「孤独」と「寂しさ」は違う。「孤独」になろう。by『孤独になるためのレッスン』 諸富 祥彦
孤独がつらい
さみしい。恋愛も果て、親友と呼べる人もいないと、孤独な気持ちに苛まれる。
だが、孤独はそもそも悪いことなのだろうか。
ということで、心理学者の諸富 祥彦さんのこの本を読んでみた。
「孤独」と「さみしさ」は違う
この本では、以下本を引用し、孤独とさみしさを説明している。
さみしさは、しばしば、人と人とのつながりが拒絶されたり、離れ離れになることによって体験されているものである。
それは、私達が別れや死に直感したときに襲いかかってくる感情であり、周囲から誤解されたり、阻害されたり、愛が破れたり、これまで本当の自分を生きてこなかったことに気づいた時に生まれてくる感情である。
一方、孤独とは、自然の静けさの中で無言で木や森に語りかけたり、静かに詩を一人読んでみたり、音楽に聞き入ったり、芸術作品を紐解いたりするときに去来する。
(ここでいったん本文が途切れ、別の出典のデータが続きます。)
#[tokio::test]
async fn membership_cycles_are_rejected() {
    let h = Harness::start().await;
    for name in ["a", "b", "c"] {
        h.root(Statement::CreateRole {
            role: name.to_string(),
            properties: RoleProperties::default(),
        })
        .await;
    }
    h.root(Statement::GrantRole {
        granted: "a".to_string(),
        recipient: "b".to_string(),
    })
    .await;
    h.root(Statement::GrantRole {
        granted: "b".to_string(),
        recipient: "c".to_string(),
    })
    .await;

    let err = h
        .run(
            "root",
            Statement::GrantRole {
                granted: "c".to_string(),
                recipient: "a".to_string(),
            },
        )
        .await
        .unwrap_err();

    assert!(matches!(
        err,
        ApiError::Storage(StorageError::Validation(ValidationError::CyclicMembership { .. }))
    ));
    assert_eq!(err.to_string(), "storage error: c is a member of a");
}

#[tokio::test]
async fn users_cannot_change_their_own_superuser_status() {
    let h = Harness::start().await;
    h.create_user("alice").await;
    h.root(Statement::CreateRole {
        role: "admins".to_string(),
        properties: RoleProperties {
            superuser: Some(true),
            ..RoleProperties::default()
        },
    })
    .await;
    h.root(Statement::GrantRole {
        granted: "admins".to_string(),
        recipient: "alice".to_string(),
    })
    .await;

    let err = h
        .run(
            "alice",
            Statement::AlterRole {
                role: "admins".to_string(),
                properties: RoleProperties {
                    superuser: Some(false),
                    ..RoleProperties::default()
                },
            },
        )
        .await
        .unwrap_err();

    assert_eq!(
        err.to_string(),
        "Unauthorized. You aren't allowed to alter your own superuser status or that of a role granted to you"
    );

    let err = h
        .run(
            "root",
            Statement::AlterRole {
                role: "root".to_string(),
                properties: RoleProperties {
                    superuser: Some(false),
                    ..RoleProperties::default()
                },
            },
        )
        .await
        .unwrap_err();
    assert!(matches!(err, ApiError::Authz(AuthzError::SelfEscalationDenied)));
}

#[tokio::test]
async fn non_superuser_cannot_create_superuser_even_with_create_permission() {
    let h = Harness::start().await;
    h.create_user("alice").await;
    h.grant(Permission::Create, Resource::AllRoles, "alice").await;

    let err = h
        .run(
            "alice",
            Statement::CreateRole {
                role: "sneaky".to_string(),
                properties: RoleProperties {
                    superuser: Some(true),
                    ..RoleProperties::default()
                },
            },
        )
        .await
        .unwrap_err();

    assert_eq!(
        err.to_string(),
        "Only superusers are allowed to create a role with superuser status"
    );
    assert!(h.service.store().get_role("sneaky").await.unwrap().is_none());
}

#[tokio::test]
async fn dropped_role_loses_everything() {
    let h = Harness::start().await;
    h.create_user("alice").await;
    h.grant(Permission::Select, Resource::AllKeyspaces, "alice").await;

    h.root(Statement::DropRole {
        role: "alice".to_string(),
    })
    .await;

    assert!(h.run("alice", select("ks", "t")).await.is_err());
    assert!(
        h.service
            .store()
            .list_permissions(None)
            .await
            .unwrap()
            .iter()
            .all(|g| g.role != "alice" && g.resource != Resource::role("alice"))
    );
}

#[tokio::test]
async fn prepared_statement_follows_current_grants() {
    let h = Harness::start().await;
    h.create_user("u").await;
    h.create_keyspace("ks").await;
    h.create_table("ks", "t").await;
    let prepared = h.service.prepare(select("ks", "t")).unwrap();

    assert!(h.service.execute_prepared("u", &prepared).await.is_err());

    h.grant(Permission::Select, Resource::table("ks", "t"), "u").await;
    assert!(h.service.execute_prepared("u", &prepared).await.is_ok());
}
孤独は自分の世界を楽しんだり、より内面の世界に入っていく営みだ。
一方、さみしさは、短期的な悲しみや辛いことに対して打ちひしがれてしまうことだ。
孤独を知っていれば、さみしさはやってこない。一方、さみしさは、孤独になれる糸口になる。
意図せず孤独になってしまったり、さみしい気持ちになってしまっている人は、以下のように考えるといい。
あなたは、本当にあなたにとって大切な何かを見失ってしまっていた。その何かを見つけるために、あなたは孤独に追いやられたのだ。
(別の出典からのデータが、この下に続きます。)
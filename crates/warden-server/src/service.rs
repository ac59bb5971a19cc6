use std::sync::Arc;

use warden_core::engine::{AuthzError, Enforcer, RoleProperties, SnapshotReader, Statement};
use warden_core::permission::{Permission, PermissionGrant};
use warden_core::resource::Resource;
use warden_core::role::{Role, RoleOptions};
use warden_storage::{PermissionStore, StorageError};

use crate::audit;
use crate::cache::PermissionCache;
use crate::error::ApiError;
use crate::metrics::Metrics;
use crate::password::{hash_password, verify_password};

/// What an authorized statement produced. Data statements only need the
/// go-ahead; listings carry their rows.
#[derive(Debug, Clone, PartialEq, Eq)]
pub enum Outcome {
    Done,
    Roles(Vec<Role>),
    Permissions(Vec<PermissionGrant>),
}

/// A statement accepted by `prepare`. Holding one grants nothing: every
/// execution is authorized again against the cache of that moment.
#[derive(Debug, Clone)]
pub struct PreparedStatement {
    statement: Arc<Statement>,
}

impl PreparedStatement {
    pub fn statement(&self) -> &Statement {
        &self.statement
    }
}

pub struct AuthService<S: PermissionStore + 'static> {
    store: Arc<S>,
    cache: Arc<PermissionCache<S>>,
    enforcer: Enforcer<PermissionCache<S>>,
    metrics: Arc<Metrics>,
}

impl<S: PermissionStore + 'static> AuthService<S> {
    pub fn new(store: Arc<S>, cache: Arc<PermissionCache<S>>, metrics: Arc<Metrics>) -> Self {
        let enforcer = Enforcer::new(Arc::clone(&cache));
        Self {
            store,
            cache,
            enforcer,
            metrics,
        }
    }

    pub fn store(&self) -> &Arc<S> {
        &self.store
    }

    pub fn cache(&self) -> &Arc<PermissionCache<S>> {
        &self.cache
    }

    pub fn metrics(&self) -> &Arc<Metrics> {
        &self.metrics
    }

    /// Single permission check against the cached snapshot.
    pub fn check(
        &self,
        principal: &str,
        permission: Permission,
        resource: &Resource,
    ) -> Result<(), ApiError> {
        let result = self.enforcer.authorize(principal, permission, resource);
        self.metrics.record_check(result.is_ok());
        result.map_err(ApiError::from)
    }

    /// Authorizes `statement` for `principal` and applies its effect on the
    /// permission store.
    pub async fn execute(&self, principal: &str, statement: &Statement) -> Result<Outcome, ApiError> {
        self.authorize(principal, statement)?;
        self.apply(principal, statement).await
    }

    /// Validates the statement up front so malformed input fails at prepare
    /// time. Authorization happens on each execution.
    pub fn prepare(&self, statement: Statement) -> Result<PreparedStatement, ApiError> {
        statement.validate()?;
        Ok(PreparedStatement {
            statement: Arc::new(statement),
        })
    }

    pub async fn execute_prepared(
        &self,
        principal: &str,
        prepared: &PreparedStatement,
    ) -> Result<Outcome, ApiError> {
        self.execute(principal, &prepared.statement).await
    }

    /// Password authentication. All failures produce the same error so the
    /// caller cannot tell unknown roles from bad passwords.
    pub async fn login(&self, username: &str, password: &str) -> Result<Role, ApiError> {
        let fail = |reason: &str| {
            audit::audit_login_failure(username, reason);
            ApiError::AuthenticationFailed(username.to_string())
        };

        let Some(role) = self.store.get_role(username).await? else {
            return Err(fail("unknown role"));
        };
        if !role.can_login {
            return Err(fail("role is not permitted to log in"));
        }
        let Some(hash) = role.password_hash.as_deref() else {
            return Err(fail("role has no password"));
        };
        if !verify_password(password, hash)? {
            return Err(fail("password mismatch"));
        }

        audit::audit_login_success(username);
        Ok(role)
    }

    /// Creates the superuser role when the store has none by that name.
    /// Returns whether a role was created.
    pub async fn ensure_superuser(&self, name: &str, password: Option<&str>) -> Result<bool, ApiError> {
        if self.store.get_role(name).await?.is_some() {
            tracing::debug!(role = name, "superuser already present");
            return Ok(false);
        }

        let mut role = Role::new(name).with_superuser(true).with_login(true);
        if let Some(password) = password {
            role = role.with_password_hash(hash_password(password)?);
        } else {
            tracing::warn!(role = name, "bootstrapping superuser without a password");
        }

        match self.store.create_role(role, None).await {
            Ok(()) => {
                tracing::info!(role = name, "superuser created");
                audit::audit_role_created("bootstrap", name, true, true);
                Ok(true)
            }
            // another node got there first
            Err(StorageError::RoleAlreadyExists(_)) => Ok(false),
            Err(e) => Err(e.into()),
        }
    }

    fn authorize(&self, principal: &str, statement: &Statement) -> Result<(), ApiError> {
        let result = self.enforcer.authorize_statement(principal, statement);
        let denied = matches!(
            result,
            Err(AuthzError::Unauthorized { .. }
                | AuthzError::SuperuserRequired(_)
                | AuthzError::SelfEscalationDenied)
        );
        self.metrics.record_check(result.is_ok());

        if let Err(e) = &result
            && denied
        {
            if self.enforcer.reader().current().is_none() {
                tracing::warn!(principal, "permission cache is empty, denying");
            }
            audit::audit_denied(principal, statement.name(), &e.to_string());
        }
        result.map_err(ApiError::from)
    }

    async fn apply(&self, principal: &str, statement: &Statement) -> Result<Outcome, ApiError> {
        match statement {
            Statement::CreateKeyspace { keyspace } => {
                self.object_created(principal, &Resource::keyspace(keyspace))
                    .await
            }
            Statement::CreateTable(table) => {
                self.object_created(principal, &table.resource()).await
            }
            Statement::DropKeyspace { keyspace } => {
                self.object_dropped(principal, &Resource::keyspace(keyspace))
                    .await
            }
            Statement::DropTable(table) => self.object_dropped(principal, &table.resource()).await,

            Statement::AlterTable(_)
            | Statement::CreateIndex { .. }
            | Statement::DropIndex { .. }
            | Statement::CreateType { .. }
            | Statement::DropType { .. }
            | Statement::Select(_)
            | Statement::Insert(_)
            | Statement::Update(_)
            | Statement::Delete(_)
            | Statement::Truncate(_) => Ok(Outcome::Done),

            Statement::CreateRole { role, properties } => {
                self.create_role(principal, role, properties).await
            }
            Statement::AlterRole { role, properties } => {
                self.alter_role(principal, role, properties).await
            }
            Statement::DropRole { role } => {
                self.store.drop_role(role).await?;
                audit::audit_role_dropped(principal, role);
                Ok(Outcome::Done)
            }

            Statement::GrantRole { granted, recipient } => {
                if self.store.grant_role(granted, recipient).await? {
                    audit::audit_role_granted(principal, granted, recipient);
                }
                Ok(Outcome::Done)
            }
            Statement::RevokeRole { granted, recipient } => {
                if self.store.revoke_role(granted, recipient).await? {
                    audit::audit_role_revoked(principal, granted, recipient);
                }
                Ok(Outcome::Done)
            }

            Statement::GrantPermission {
                permissions,
                resource,
                grantee,
            } => {
                let requested = permissions.resolve(resource)?;
                let added = self
                    .store
                    .grant_permissions(grantee, resource, requested)
                    .await?;
                if !added.is_empty() {
                    audit::audit_permissions_granted(principal, grantee, resource, added);
                }
                Ok(Outcome::Done)
            }
            Statement::RevokePermission {
                permissions,
                resource,
                revokee,
            } => {
                let requested = permissions.resolve(resource)?;
                let removed = self
                    .store
                    .revoke_permissions(revokee, resource, requested)
                    .await?;
                if !removed.is_empty() {
                    audit::audit_permissions_revoked(principal, revokee, resource, removed);
                }
                Ok(Outcome::Done)
            }

            Statement::ListRoles { of } => self.list_roles(of.as_deref()).await,
            Statement::ListPermissions { of, resource } => {
                self.list_permissions(of.as_deref(), resource.as_ref())
                    .await
            }
        }
    }

    async fn object_created(&self, principal: &str, resource: &Resource) -> Result<Outcome, ApiError> {
        let granted = self.store.on_object_created(resource, principal).await?;
        audit::audit_object_created(principal, resource, granted);
        Ok(Outcome::Done)
    }

    async fn object_dropped(&self, principal: &str, resource: &Resource) -> Result<Outcome, ApiError> {
        let removed = self.store.on_object_dropped(resource).await?;
        audit::audit_object_dropped(principal, resource, removed);
        Ok(Outcome::Done)
    }

    async fn create_role(
        &self,
        principal: &str,
        name: &str,
        properties: &RoleProperties,
    ) -> Result<Outcome, ApiError> {
        let mut role = Role::new(name)
            .with_login(properties.login.unwrap_or(false))
            .with_superuser(properties.superuser.unwrap_or(false));
        if let Some(password) = &properties.password {
            role = role.with_password_hash(hash_password(password)?);
        }
        let (superuser, login) = (role.is_superuser, role.can_login);

        self.store.create_role(role, Some(principal)).await?;
        audit::audit_role_created(principal, name, superuser, login);
        Ok(Outcome::Done)
    }

    async fn alter_role(
        &self,
        principal: &str,
        name: &str,
        properties: &RoleProperties,
    ) -> Result<Outcome, ApiError> {
        let password_hash = properties
            .password
            .as_deref()
            .map(hash_password)
            .transpose()?;
        let options = RoleOptions {
            can_login: properties.login,
            is_superuser: properties.superuser,
            password_hash,
        };

        self.store.alter_role(name, &options).await?;
        audit::audit_role_altered(
            principal,
            name,
            properties.superuser,
            properties.login,
            properties.password.is_some(),
        );
        Ok(Outcome::Done)
    }

    /// With `of`, the roles `of` belongs to (itself included), read from the
    /// store rather than the cache.
    async fn list_roles(&self, of: Option<&str>) -> Result<Outcome, ApiError> {
        let roles = self.store.list_roles().await?;
        let Some(of) = of else {
            return Ok(Outcome::Roles(roles));
        };
        if !roles.iter().any(|r| r.name == of) {
            return Err(StorageError::RoleNotFound(of.to_string()).into());
        }

        let snapshot = self.store.load_snapshot().await?;
        let effective = snapshot.effective_roles(of);
        Ok(Outcome::Roles(
            roles
                .into_iter()
                .filter(|r| effective.contains(&r.name))
                .collect(),
        ))
    }

    /// With `resource`, only rows on it or on one of its ancestors.
    async fn list_permissions(
        &self,
        of: Option<&str>,
        resource: Option<&Resource>,
    ) -> Result<Outcome, ApiError> {
        if let Some(of) = of
            && self.store.get_role(of).await?.is_none()
        {
            return Err(StorageError::RoleNotFound(of.to_string()).into());
        }

        let mut grants = self.store.list_permissions(of).await?;
        if let Some(resource) = resource {
            grants.retain(|g| resource.ancestors().any(|a| a == g.resource));
        }
        Ok(Outcome::Permissions(grants))
    }
}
さみしいと感じるその瞬間は、浅い人間関係や、依存関係から解き放たれて、自分にとって大切な何かを見つける、大事な機会だ。
大切な何かを見つけるには、死を意識すること
人は、「死に対する先駆的な決意」つまり、自分がいつかは死ぬ、もしかすると明日、いや今日にだって死なないという保証はないのだということをリアルに自覚するならば、その人自身の「本来の可能性」に気づくことができる。
死を恐れている患者の多くは、実は、死ぬことを恐れているのではない。そうではなく、自分の人生で、やるべきことはやった」という実感を持てないまま死ぬのを恐れている
つまり、死を意識して「本来の可能性」「やるべきこと」を直視せず、浅い人間関係にもたれかかっていると、別れが訪れたときに、破滅的な感情に打ちひしがれることになる。
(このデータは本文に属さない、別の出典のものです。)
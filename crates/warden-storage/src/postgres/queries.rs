use warden_core::permission::{Permission, PermissionGrant, PermissionSet};
use warden_core::resource::Resource;
use warden_core::role::Role;

use crate::traits::StorageError;

pub(super) fn to_storage_error(e: sqlx::Error) -> StorageError {
    StorageError::Internal(e.to_string())
}

fn corrupt_row(e: impl std::fmt::Display) -> StorageError {
    StorageError::Internal(format!("corrupt permission row: {e}"))
}

/// Row-locks the version counter. Every writer takes this lock first, so
/// writers run one after another and each sees every earlier commit.
pub async fn lock_version<'e>(executor: impl sqlx::PgExecutor<'e>) -> Result<i64, StorageError> {
    let row: (i64,) =
        sqlx::query_as("SELECT version FROM store_version WHERE id = true FOR UPDATE")
            .fetch_one(executor)
            .await
            .map_err(to_storage_error)?;
    Ok(row.0)
}

pub async fn set_read_only_snapshot<'e>(
    executor: impl sqlx::PgExecutor<'e>,
) -> Result<(), StorageError> {
    sqlx::query("SET TRANSACTION ISOLATION LEVEL REPEATABLE READ, READ ONLY")
        .execute(executor)
        .await
        .map_err(to_storage_error)?;
    Ok(())
}

pub async fn bump_version<'e>(executor: impl sqlx::PgExecutor<'e>) -> Result<i64, StorageError> {
    let row: (i64,) = sqlx::query_as(
        "UPDATE store_version SET version = version + 1 WHERE id = true RETURNING version",
    )
    .fetch_one(executor)
    .await
    .map_err(to_storage_error)?;
    Ok(row.0)
}

pub async fn current_version<'e>(executor: impl sqlx::PgExecutor<'e>) -> Result<i64, StorageError> {
    let row: (i64,) = sqlx::query_as("SELECT version FROM store_version WHERE id = true")
        .fetch_one(executor)
        .await
        .map_err(to_storage_error)?;
    Ok(row.0)
}

// --- roles ---

type RoleRow = (String, bool, bool, Option<String>);

fn role_from_row((name, can_login, is_superuser, password_hash): RoleRow) -> Role {
    Role {
        name,
        can_login,
        is_superuser,
        password_hash,
    }
}

pub async fn role_exists<'e>(
    executor: impl sqlx::PgExecutor<'e>,
    name: &str,
) -> Result<bool, StorageError> {
    let row: (bool,) = sqlx::query_as("SELECT EXISTS (SELECT 1 FROM roles WHERE name = $1)")
        .bind(name)
        .fetch_one(executor)
        .await
        .map_err(to_storage_error)?;
    Ok(row.0)
}

pub async fn fetch_role<'e>(
    executor: impl sqlx::PgExecutor<'e>,
    name: &str,
) -> Result<Option<Role>, StorageError> {
    let row: Option<RoleRow> = sqlx::query_as(
        "SELECT name, can_login, is_superuser, password_hash FROM roles WHERE name = $1",
    )
    .bind(name)
    .fetch_optional(executor)
    .await
    .map_err(to_storage_error)?;
    Ok(row.map(role_from_row))
}

pub async fn fetch_roles<'e>(executor: impl sqlx::PgExecutor<'e>) -> Result<Vec<Role>, StorageError> {
    let rows: Vec<RoleRow> = sqlx::query_as(
        "SELECT name, can_login, is_superuser, password_hash FROM roles ORDER BY name",
    )
    .fetch_all(executor)
    .await
    .map_err(to_storage_error)?;
    Ok(rows.into_iter().map(role_from_row).collect())
}

pub async fn insert_role<'e>(
    executor: impl sqlx::PgExecutor<'e>,
    role: &Role,
) -> Result<(), StorageError> {
    sqlx::query(
        "INSERT INTO roles (name, can_login, is_superuser, password_hash) VALUES ($1, $2, $3, $4)",
    )
    .bind(&role.name)
    .bind(role.can_login)
    .bind(role.is_superuser)
    .bind(&role.password_hash)
    .execute(executor)
    .await
    .map_err(|e| {
        if let sqlx::Error::Database(ref db_err) = e
            && db_err.is_unique_violation()
        {
            return StorageError::RoleAlreadyExists(role.name.clone());
        }
        to_storage_error(e)
    })?;
    Ok(())
}

pub async fn update_role<'e>(
    executor: impl sqlx::PgExecutor<'e>,
    role: &Role,
) -> Result<(), StorageError> {
    sqlx::query(
        "UPDATE roles SET can_login = $2, is_superuser = $3, password_hash = $4 WHERE name = $1",
    )
    .bind(&role.name)
    .bind(role.can_login)
    .bind(role.is_superuser)
    .bind(&role.password_hash)
    .execute(executor)
    .await
    .map_err(to_storage_error)?;
    Ok(())
}

pub async fn delete_role<'e>(
    executor: impl sqlx::PgExecutor<'e>,
    name: &str,
) -> Result<bool, StorageError> {
    let result = sqlx::query("DELETE FROM roles WHERE name = $1")
        .bind(name)
        .execute(executor)
        .await
        .map_err(to_storage_error)?;
    Ok(result.rows_affected() > 0)
}

// --- keyspaces and tables ---

pub async fn object_exists<'e>(
    executor: impl sqlx::PgExecutor<'e>,
    resource: &Resource,
) -> Result<bool, StorageError> {
    let row: (bool,) =
        sqlx::query_as("SELECT EXISTS (SELECT 1 FROM data_objects WHERE resource = $1)")
            .bind(resource.canonical())
            .fetch_one(executor)
            .await
            .map_err(to_storage_error)?;
    Ok(row.0)
}

pub async fn insert_object<'e>(
    executor: impl sqlx::PgExecutor<'e>,
    resource: &Resource,
) -> Result<(), StorageError> {
    sqlx::query("INSERT INTO data_objects (resource) VALUES ($1)")
        .bind(resource.canonical())
        .execute(executor)
        .await
        .map_err(|e| {
            if let sqlx::Error::Database(ref db_err) = e
                && db_err.is_unique_violation()
            {
                return StorageError::ObjectAlreadyExists(resource.clone());
            }
            to_storage_error(e)
        })?;
    Ok(())
}

/// Removes `resource` and, for a keyspace, its tables from the catalog.
pub async fn delete_objects_on<'e>(
    executor: impl sqlx::PgExecutor<'e>,
    resource: &Resource,
) -> Result<u64, StorageError> {
    let canonical = resource.canonical();
    let result = sqlx::query(
        "DELETE FROM data_objects WHERE resource = $1 OR starts_with(resource, $2)",
    )
    .bind(&canonical)
    .bind(format!("{canonical}/"))
    .execute(executor)
    .await
    .map_err(to_storage_error)?;
    Ok(result.rows_affected())
}

// --- membership ---

pub async fn fetch_edges<'e>(
    executor: impl sqlx::PgExecutor<'e>,
) -> Result<Vec<(String, String)>, StorageError> {
    sqlx::query_as("SELECT granted, recipient FROM role_members ORDER BY recipient, granted")
        .fetch_all(executor)
        .await
        .map_err(to_storage_error)
}

pub async fn insert_edge<'e>(
    executor: impl sqlx::PgExecutor<'e>,
    granted: &str,
    recipient: &str,
) -> Result<bool, StorageError> {
    let result = sqlx::query(
        "INSERT INTO role_members (granted, recipient) VALUES ($1, $2) ON CONFLICT DO NOTHING",
    )
    .bind(granted)
    .bind(recipient)
    .execute(executor)
    .await
    .map_err(to_storage_error)?;
    Ok(result.rows_affected() > 0)
}

pub async fn delete_edge<'e>(
    executor: impl sqlx::PgExecutor<'e>,
    granted: &str,
    recipient: &str,
) -> Result<bool, StorageError> {
    let result = sqlx::query("DELETE FROM role_members WHERE granted = $1 AND recipient = $2")
        .bind(granted)
        .bind(recipient)
        .execute(executor)
        .await
        .map_err(to_storage_error)?;
    Ok(result.rows_affected() > 0)
}

pub async fn delete_edges_touching<'e>(
    executor: impl sqlx::PgExecutor<'e>,
    role: &str,
) -> Result<u64, StorageError> {
    let result = sqlx::query("DELETE FROM role_members WHERE granted = $1 OR recipient = $1")
        .bind(role)
        .execute(executor)
        .await
        .map_err(to_storage_error)?;
    Ok(result.rows_affected())
}

// --- permissions ---

pub async fn insert_permission<'e>(
    executor: impl sqlx::PgExecutor<'e>,
    role: &str,
    resource: &Resource,
    permission: Permission,
) -> Result<bool, StorageError> {
    let result = sqlx::query(
        r#"
        INSERT INTO role_permissions (role, resource, permission)
        VALUES ($1, $2, $3)
        ON CONFLICT DO NOTHING
        "#,
    )
    .bind(role)
    .bind(resource.canonical())
    .bind(permission.as_str())
    .execute(executor)
    .await
    .map_err(to_storage_error)?;
    Ok(result.rows_affected() > 0)
}

pub async fn delete_permission<'e>(
    executor: impl sqlx::PgExecutor<'e>,
    role: &str,
    resource: &Resource,
    permission: Permission,
) -> Result<bool, StorageError> {
    let result = sqlx::query(
        "DELETE FROM role_permissions WHERE role = $1 AND resource = $2 AND permission = $3",
    )
    .bind(role)
    .bind(resource.canonical())
    .bind(permission.as_str())
    .execute(executor)
    .await
    .map_err(to_storage_error)?;
    Ok(result.rows_affected() > 0)
}

pub async fn fetch_permission_set<'e>(
    executor: impl sqlx::PgExecutor<'e>,
    role: &str,
    resource: &Resource,
) -> Result<PermissionSet, StorageError> {
    let rows: Vec<(String,)> =
        sqlx::query_as("SELECT permission FROM role_permissions WHERE role = $1 AND resource = $2")
            .bind(role)
            .bind(resource.canonical())
            .fetch_all(executor)
            .await
            .map_err(to_storage_error)?;

    rows.into_iter()
        .map(|(name,)| name.parse::<Permission>().map_err(corrupt_row))
        .collect()
}

/// All rows, optionally restricted to one holder, folded into one grant per
/// `(role, resource)` pair.
pub async fn fetch_grants<'e>(
    executor: impl sqlx::PgExecutor<'e>,
    role: Option<&str>,
) -> Result<Vec<PermissionGrant>, StorageError> {
    let rows: Vec<(String, String, String)> = sqlx::query_as(
        r#"
        SELECT role, resource, permission FROM role_permissions
        WHERE $1::TEXT IS NULL OR role = $1
        ORDER BY role, resource
        "#,
    )
    .bind(role)
    .fetch_all(executor)
    .await
    .map_err(to_storage_error)?;

    let mut grants: Vec<PermissionGrant> = Vec::new();
    for (holder, resource, permission) in rows {
        let resource: Resource = resource.parse().map_err(corrupt_row)?;
        let permission: Permission = permission.parse().map_err(corrupt_row)?;

        match grants.last_mut() {
            Some(last) if last.role == holder && last.resource == resource => {
                last.permissions.insert(permission);
            }
            _ => grants.push(PermissionGrant::new(holder, resource, permission.into())),
        }
    }
    Ok(grants)
}

/// Deletes rows on `resource` and on every resource nested beneath it.
pub async fn delete_permissions_on<'e>(
    executor: impl sqlx::PgExecutor<'e>,
    resource: &Resource,
) -> Result<u64, StorageError> {
    let canonical = resource.canonical();
    let result = sqlx::query(
        r#"
        DELETE FROM role_permissions
        WHERE resource = $1 OR starts_with(resource, $2)
        "#,
    )
    .bind(&canonical)
    .bind(format!("{canonical}/"))
    .execute(executor)
    .await
    .map_err(to_storage_error)?;
    Ok(result.rows_affected())
}

/// Number of distinct `(role, resource)` pairs the cascade for `resource` will remove.
pub async fn count_pairs_on<'e>(
    executor: impl sqlx::PgExecutor<'e>,
    resource: &Resource,
) -> Result<i64, StorageError> {
    let canonical = resource.canonical();
    let row: (i64,) = sqlx::query_as(
        r#"
        SELECT COUNT(DISTINCT (role, resource)) FROM role_permissions
        WHERE resource = $1 OR starts_with(resource, $2)
        "#,
    )
    .bind(&canonical)
    .bind(format!("{canonical}/"))
    .fetch_one(executor)
    .await
    .map_err(to_storage_error)?;
    Ok(row.0)
}

pub async fn delete_permissions_held_by<'e>(
    executor: impl sqlx::PgExecutor<'e>,
    role: &str,
) -> Result<u64, StorageError> {
    let result = sqlx::query("DELETE FROM role_permissions WHERE role = $1")
        .bind(role)
        .execute(executor)
        .await
        .map_err(to_storage_error)?;
    Ok(result.rows_affected())
}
ゆっくり自分と向き合い、自分の本来のやるべきことに意識を向ける。そういうことが必要なのではないか。
最後に、この本でおすすめしている想像の仕方を紹介しておく。
今から、人生という作品を、キャンバスに描く。そのチャンスはたった一度だけ。2度とやりなおしはきかないし、描かれた作品は永遠に残り続ける。
参考にしてみてはいかがだろうか。